Life expectancy for Americans born in 1900 was 50 years. Today it is about 80 years for men and 83 years for women. But I will wager that those 50 years, in retrospect, seemed just as long as our 80 years. Because today we are bombarded by external stimuli – everything from ipads to iphones, paper mail to email and people to podcasts. We are in the age of speed, doing two things at once, thinking ahead while getting behind, anxious and stressed – an ideal situation for memory loss.
Our entire life to date, except for this fleeting second that is happening right now, is in the past. You are living in the age of speed, and as you look back, the last five years probably seems more like two or three; because over half of it is missing from your memory. At this very second, the only present you have, time is not zooming by, regardless of how old you are. In fact, reading this is probably making time drag. You’re already glancing at the clock to see how much longer you have to endure this. You may be thinking about those things you have to do afterwards and what’s on schedule in the morning. You may even be anxious because the kids may start screaming at any moment or your eReader might cut out. Consequently you will forget 40 percent of what you’re reading within the first hour.

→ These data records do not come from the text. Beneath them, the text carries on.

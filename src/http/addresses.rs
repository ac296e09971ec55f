use actix_web::http::header::LOCATION;
use actix_web::{web, HttpResponse};

use crate::application::AddressUseCase;
use crate::auth::AuthContext;
use crate::domain::address::AddressRequest;
use crate::domain::ServiceError;

pub const ADDRESSES_PATH: &str = "/api/v1/addresses";

pub async fn create_address(
    addresses: web::Data<AddressUseCase>,
    auth: AuthContext,
    body: web::Json<AddressRequest>,
) -> Result<HttpResponse, ServiceError> {
    let created = addresses.create(&auth, &body).await?;
    Ok(HttpResponse::Created()
        .insert_header((LOCATION, format!("{}/{}", ADDRESSES_PATH, created.id)))
        .json(created))
}

pub async fn list_addresses(
    addresses: web::Data<AddressUseCase>,
    auth: AuthContext,
) -> Result<HttpResponse, ServiceError> {
    Ok(HttpResponse::Ok().json(addresses.list(&auth).await?))
}

pub async fn update_address(
    addresses: web::Data<AddressUseCase>,
    auth: AuthContext,
    id: web::Path<i64>,
    body: web::Json<AddressRequest>,
) -> Result<HttpResponse, ServiceError> {
    Ok(HttpResponse::Ok().json(addresses.edit(&auth, id.into_inner(), &body).await?))
}

pub async fn delete_address(
    addresses: web::Data<AddressUseCase>,
    auth: AuthContext,
    id: web::Path<i64>,
) -> Result<HttpResponse, ServiceError> {
    addresses.delete(&auth, id.into_inner()).await?;
    Ok(HttpResponse::NoContent().finish())
}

Your brain is working against you since it is programmed to be on the alert for any interruptions. It’s a defense mechanism to keep you alert for any pending dangers. You may not encounter very many physical dangers nowadays, but the same response is kicking in when you are in the middle of a conversation with someone at a party and all of a sudden you hear your name mentioned somewhere across the room. Your attention immediately shifts to that conversation.
Your level of awareness depends on your degree of interest in what is happening at the moment. If you can train yourself to be more thoroughly aware of the present, your perception of time will change. An hour spent working on a project that excites you and engages your attention will seem longer, in retrospect, to an hour spent daydreaming. Stefan Klein had a great line in his book, The Secret Pulse of Time – “By giving more life to your time, you give more time to your life.”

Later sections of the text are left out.